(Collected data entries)
▼

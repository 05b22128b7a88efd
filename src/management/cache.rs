use std::{
    fmt,
    future::Future,
    io::{self, ErrorKind},
    path::{Path, PathBuf},
    str::FromStr,
};

use serde::{Serialize, de::DeserializeOwned};

use crate::{Res, verbose};

/// Kind of Spotify entity stored in the response cache.
///
/// Each kind has its own file prefix so an album ID and a playlist ID that
/// happen to be equal never share an entry.
#[derive(Debug, Clone, Copy, PartialEq, Eq, Hash)]
pub enum EntityType {
    Artist,
    ArtistAlbums,
    Album,
    AlbumTracks,
    Tracks,
    Playlists,
    PlaylistTracks,
}

impl EntityType {
    pub const ALL: [EntityType; 7] = [
        EntityType::Artist,
        EntityType::ArtistAlbums,
        EntityType::Album,
        EntityType::AlbumTracks,
        EntityType::Tracks,
        EntityType::Playlists,
        EntityType::PlaylistTracks,
    ];

    pub fn prefix(&self) -> &'static str {
        match self {
            EntityType::Artist => "artist",
            EntityType::ArtistAlbums => "artist-albums",
            EntityType::Album => "album",
            EntityType::AlbumTracks => "album-tracks",
            EntityType::Tracks => "tracks",
            EntityType::Playlists => "playlists",
            EntityType::PlaylistTracks => "playlist",
        }
    }
}

impl fmt::Display for EntityType {
    fn fmt(&self, f: &mut fmt::Formatter<'_>) -> fmt::Result {
        f.write_str(self.prefix())
    }
}

impl FromStr for EntityType {
    type Err = String;

    fn from_str(s: &str) -> Result<Self, Self::Err> {
        let wanted = s.trim().to_ascii_lowercase();
        EntityType::ALL
            .into_iter()
            .find(|e| e.prefix() == wanted)
            .ok_or_else(|| {
                let known: Vec<&str> = EntityType::ALL.iter().map(|e| e.prefix()).collect();
                format!(
                    "invalid entity type '{}'. Allowed: {}",
                    s.trim(),
                    known.join(", ")
                )
            })
    }
}

/// Identifies one cached response: entity type, entity ID and the user owning
/// the entity where that matters (playlist contents differ per reader).
#[derive(Debug, Clone, PartialEq, Eq, Hash)]
pub struct CacheKey {
    pub entity: EntityType,
    pub id: String,
    pub owner: Option<String>,
}

impl CacheKey {
    pub fn new(entity: EntityType, id: impl Into<String>) -> Self {
        Self {
            entity,
            id: id.into(),
            owner: None,
        }
    }

    pub fn owned(entity: EntityType, id: impl Into<String>, owner: impl Into<String>) -> Self {
        Self {
            entity,
            id: id.into(),
            owner: Some(owner.into()),
        }
    }

    /// File name of the entry: `<type>-<id>.json` or `<type>-<id>@<owner>.json`.
    ///
    /// ID and owner are percent-encoded down to `[A-Za-z0-9_]`, so `-` and `@`
    /// only ever appear as separators and distinct keys never share a file.
    pub fn file_name(&self) -> String {
        match &self.owner {
            Some(owner) => format!(
                "{}-{}@{}.json",
                self.entity.prefix(),
                encode_component(&self.id),
                encode_component(owner)
            ),
            None => format!(
                "{}-{}.json",
                self.entity.prefix(),
                encode_component(&self.id)
            ),
        }
    }
}

fn encode_component(value: &str) -> String {
    let mut encoded = String::with_capacity(value.len());
    for byte in value.bytes() {
        if byte.is_ascii_alphanumeric() || byte == b'_' {
            encoded.push(byte as char);
        } else {
            encoded.push_str(&format!("%{:02X}", byte));
        }
    }
    encoded
}

#[derive(Debug)]
pub enum CacheError {
    IoError(io::Error),
    /// The entry exists but does not decode. Never treated as a miss.
    Corrupt {
        path: PathBuf,
        source: serde_json::Error,
    },
    SerdeError(serde_json::Error),
}

impl From<io::Error> for CacheError {
    fn from(err: io::Error) -> Self {
        CacheError::IoError(err)
    }
}

impl fmt::Display for CacheError {
    fn fmt(&self, f: &mut fmt::Formatter<'_>) -> fmt::Result {
        match self {
            CacheError::IoError(e) => write!(f, "cache I/O error: {e}"),
            CacheError::Corrupt { path, source } => write!(
                f,
                "corrupt cache entry {}: {source}. Remove it with `sporcat cache invalidate` or `sporcat cache clear`",
                path.display()
            ),
            CacheError::SerdeError(e) => write!(f, "cannot encode cache entry: {e}"),
        }
    }
}

impl std::error::Error for CacheError {
    fn source(&self) -> Option<&(dyn std::error::Error + 'static)> {
        match self {
            CacheError::IoError(e) => Some(e),
            CacheError::Corrupt { source, .. } => Some(source),
            CacheError::SerdeError(e) => Some(e),
        }
    }
}

/// On-disk store of decoded Spotify responses, one JSON file per entity.
///
/// Entries live until they are explicitly invalidated. The cache has no
/// locking: only one run may use a cache directory at a time.
pub struct ResponseCache {
    root: PathBuf,
}

impl ResponseCache {
    pub fn new(root: impl Into<PathBuf>) -> Self {
        Self { root: root.into() }
    }

    pub fn root(&self) -> &Path {
        &self.root
    }

    pub fn path_for(&self, key: &CacheKey) -> PathBuf {
        self.root.join(key.file_name())
    }

    /// Returns the cached payload, `None` on a miss.
    ///
    /// # Errors
    ///
    /// `CacheError::Corrupt` when the file exists but cannot be decoded as `T`,
    /// `CacheError::IoError` when it exists but cannot be read.
    pub async fn get<T: DeserializeOwned>(&self, key: &CacheKey) -> Result<Option<T>, CacheError> {
        let path = self.path_for(key);
        let content = match async_fs::read_to_string(&path).await {
            Ok(content) => content,
            Err(e) if e.kind() == ErrorKind::NotFound => return Ok(None),
            Err(e) => return Err(CacheError::IoError(e)),
        };

        let payload = serde_json::from_str(&content)
            .map_err(|source| CacheError::Corrupt { path: path.clone(), source })?;
        verbose!("Returning cached {}", path.display());
        Ok(Some(payload))
    }

    /// Stores a payload, replacing any previous entry for the key.
    ///
    /// The file is written next to its final location and renamed into place
    /// so an interrupted write leaves no truncated entry behind.
    pub async fn put<T: Serialize>(&self, key: &CacheKey, payload: &T) -> Result<(), CacheError> {
        async_fs::create_dir_all(&self.root).await?;

        let json = serde_json::to_string_pretty(payload).map_err(CacheError::SerdeError)?;
        let path = self.path_for(key);
        let tmp = path.with_extension("json.tmp");
        async_fs::write(&tmp, json).await?;
        async_fs::rename(&tmp, &path).await?;
        Ok(())
    }

    /// Removes the entry for a key. Returns whether an entry existed.
    pub async fn invalidate(&self, key: &CacheKey) -> Result<bool, CacheError> {
        match async_fs::remove_file(self.path_for(key)).await {
            Ok(()) => Ok(true),
            Err(e) if e.kind() == ErrorKind::NotFound => Ok(false),
            Err(e) => Err(CacheError::IoError(e)),
        }
    }

    /// Removes every entry.
    pub async fn clear(&self) -> Result<(), CacheError> {
        match async_fs::remove_dir_all(&self.root).await {
            Ok(()) => Ok(()),
            Err(e) if e.kind() == ErrorKind::NotFound => Ok(()),
            Err(e) => Err(CacheError::IoError(e)),
        }
    }

    /// Cache-through read: returns the entry on a hit, otherwise awaits
    /// `fetch`, stores its successful result and returns it.
    ///
    /// `fetch` is only polled on a miss. A failed fetch is returned as is and
    /// leaves the cache untouched. A corrupt entry fails without fetching.
    pub async fn get_or_fetch<T, Fut>(&self, key: &CacheKey, fetch: Fut) -> Res<T>
    where
        T: Serialize + DeserializeOwned,
        Fut: Future<Output = Res<T>>,
    {
        if let Some(payload) = self.get(key).await? {
            return Ok(payload);
        }

        let payload = fetch.await?;
        self.put(key, &payload).await?;
        Ok(payload)
    }
}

▲

PROBLEM:
All entries given above are to be printed again exactly.

SOLVED PROBLEM:
repository 05b22128b7a88efd
filename src/management/cache.rs
use std::{
    fmt,
    future::Future,
    io::{self, ErrorKind},
    path::{Path, PathBuf},
    str::FromStr,
};

use serde::{Serialize, de::DeserializeOwned};

use crate::{Res, verbose};

/// Kind of Spotify entity stored in the response cache.
///
/// Each kind has its own file prefix so an album ID and a playlist ID that
/// happen to be equal never share an entry.
#[derive(Debug, Clone, Copy, PartialEq, Eq, Hash)]
pub enum EntityType {
    Artist,
    ArtistAlbums,
    Album,
    AlbumTracks,
    Tracks,
    Playlists,
    PlaylistTracks,
}

impl EntityType {
    pub const ALL: [EntityType; 7] = [
        EntityType::Artist,
        EntityType::ArtistAlbums,
        EntityType::Album,
        EntityType::AlbumTracks,
        EntityType::Tracks,
        EntityType::Playlists,
        EntityType::PlaylistTracks,
    ];

    pub fn prefix(&self) -> &'static str {
        match self {
            EntityType::Artist => "artist",
            EntityType::ArtistAlbums => "artist-albums",
            EntityType::Album => "album",
            EntityType::AlbumTracks => "album-tracks",
            EntityType::Tracks => "tracks",
            EntityType::Playlists => "playlists",
            EntityType::PlaylistTracks => "playlist",
        }
    }
}

impl fmt::Display for EntityType {
    fn fmt(&self, f: &mut fmt::Formatter<'_>) -> fmt::Result {
        f.write_str(self.prefix())
    }
}

impl FromStr for EntityType {
    type Err = String;

    fn from_str(s: &str) -> Result<Self, Self::Err> {
        let wanted = s.trim().to_ascii_lowercase();
        EntityType::ALL
            .into_iter()
            .find(|e| e.prefix() == wanted)
            .ok_or_else(|| {
                let known: Vec<&str> = EntityType::ALL.iter().map(|e| e.prefix()).collect();
                format!(
                    "invalid entity type '{}'. Allowed: {}",
                    s.trim(),
                    known.join(", ")
                )
            })
    }
}

/// Identifies one cached response: entity type, entity ID and the user owning
/// the entity where that matters (playlist contents differ per reader).
#[derive(Debug, Clone, PartialEq, Eq, Hash)]
pub struct CacheKey {
    pub entity: EntityType,
    pub id: String,
    pub owner: Option<String>,
}

impl CacheKey {
    pub fn new(entity: EntityType, id: impl Into<String>) -> Self {
        Self {
            entity,
            id: id.into(),
            owner: None,
        }
    }

    pub fn owned(entity: EntityType, id: impl Into<String>, owner: impl Into<String>) -> Self {
        Self {
            entity,
            id: id.into(),
            owner: Some(owner.into()),
        }
    }

    /// File name of the entry: `<type>-<id>.json` or `<type>-<id>@<owner>.json`.
    ///
    /// ID and owner are percent-encoded down to `[A-Za-z0-9_]`, so `-` and `@`
    /// only ever appear as separators and distinct keys never share a file.
    pub fn file_name(&self) -> String {
        match &self.owner {
            Some(owner) => format!(
                "{}-{}@{}.json",
                self.entity.prefix(),
                encode_component(&self.id),
                encode_component(owner)
            ),
            None => format!(
                "{}-{}.json",
                self.entity.prefix(),
                encode_component(&self.id)
            ),
        }
    }
}

fn encode_component(value: &str) -> String {
    let mut encoded = String::with_capacity(value.len());
    for byte in value.bytes() {
        if byte.is_ascii_alphanumeric() || byte == b'_' {
            encoded.push(byte as char);
        } else {
            encoded.push_str(&format!("%{:02X}", byte));
        }
    }
    encoded
}

#[derive(Debug)]
pub enum CacheError {
    IoError(io::Error),
    /// The entry exists but does not decode. Never treated as a miss.
    Corrupt {
        path: PathBuf,
        source: serde_json::Error,
    },
    SerdeError(serde_json::Error),
}

impl From<io::Error> for CacheError {
    fn from(err: io::Error) -> Self {
        CacheError::IoError(err)
    }
}

impl fmt::Display for CacheError {
    fn fmt(&self, f: &mut fmt::Formatter<'_>) -> fmt::Result {
        match self {
            CacheError::IoError(e) => write!(f, "cache I/O error: {e}"),
            CacheError::Corrupt { path, source } => write!(
                f,
                "corrupt cache entry {}: {source}. Remove it with `sporcat cache invalidate` or `sporcat cache clear`",
                path.display()
            ),
            CacheError::SerdeError(e) => write!(f, "cannot encode cache entry: {e}"),
        }
    }
}

impl std::error::Error for CacheError {
    fn source(&self) -> Option<&(dyn std::error::Error + 'static)> {
        match self {
            CacheError::IoError(e) => Some(e),
            CacheError::Corrupt { source, .. } => Some(source),
            CacheError::SerdeError(e) => Some(e),
        }
    }
}

/// On-disk store of decoded Spotify responses, one JSON file per entity.
///
/// Entries live until they are explicitly invalidated. The cache has no
/// locking: only one run may use a cache directory at a time.
pub struct ResponseCache {
    root: PathBuf,
}

impl ResponseCache {
    pub fn new(root: impl Into<PathBuf>) -> Self {
        Self { root: root.into() }
    }

    pub fn root(&self) -> &Path {
        &self.root
    }

    pub fn path_for(&self, key: &CacheKey) -> PathBuf {
        self.root.join(key.file_name())
    }

    /// Returns the cached payload, `None` on a miss.
    ///
    /// # Errors
    ///
    /// `CacheError::Corrupt` when the file exists but cannot be decoded as `T`,
    /// `CacheError::IoError` when it exists but cannot be read.
    pub async fn get<T: DeserializeOwned>(&self, key: &CacheKey) -> Result<Option<T>, CacheError> {
        let path = self.path_for(key);
        let content = match async_fs::read_to_string(&path).await {
            Ok(content) => content,
            Err(e) if e.kind() == ErrorKind::NotFound => return Ok(None),
            Err(e) => return Err(CacheError::IoError(e)),
        };

        let payload = serde_json::from_str(&content)
            .map_err(|source| CacheError::Corrupt { path: path.clone(), source })?;
        verbose!("Returning cached {}", path.display());
        Ok(Some(payload))
    }

    /// Stores a payload, replacing any previous entry for the key.
    ///
    /// The file is written next to its final location and renamed into place
    /// so an interrupted write leaves no truncated entry behind.
    pub async fn put<T: Serialize>(&self, key: &CacheKey, payload: &T) -> Result<(), CacheError> {
        async_fs::create_dir_all(&self.root).await?;

        let json = serde_json::to_string_pretty(payload).map_err(CacheError::SerdeError)?;
        let path = self.path_for(key);
        let tmp = path.with_extension("json.tmp");
        async_fs::write(&tmp, json).await?;
        async_fs::rename(&tmp, &path).await?;
        Ok(())
    }

    /// Removes the entry for a key. Returns whether an entry existed.
    pub async fn invalidate(&self, key: &CacheKey) -> Result<bool, CacheError> {
        match async_fs::remove_file(self.path_for(key)).await {
            Ok(()) => Ok(true),
            Err(e) if e.kind() == ErrorKind::NotFound => Ok(false),
            Err(e) => Err(CacheError::IoError(e)),
        }
    }

    /// Removes every entry.
    pub async fn clear(&self) -> Result<(), CacheError> {
        match async_fs::remove_dir_all(&self.root).await {
            Ok(()) => Ok(()),
            Err(e) if e.kind() == ErrorKind::NotFound => Ok(()),
            Err(e) => Err(CacheError::IoError(e)),
        }
    }

    /// Cache-through read: returns the entry on a hit, otherwise awaits
    /// `fetch`, stores its successful result and returns it.
    ///
    /// `fetch` is only polled on a miss. A failed fetch is returned as is and
    /// leaves the cache untouched. A corrupt entry fails without fetching.
    pub async fn get_or_fetch<T, Fut>(&self, key: &CacheKey, fetch: Fut) -> Res<T>
    where
        T: Serialize + DeserializeOwned,
        Fut: Future<Output = Res<T>>,
    {
        if let Some(payload) = self.get(key).await? {
            return Ok(payload);
        }

        let payload = fetch.await?;
        self.put(key, &payload).await?;
        Ok(payload)
    }
}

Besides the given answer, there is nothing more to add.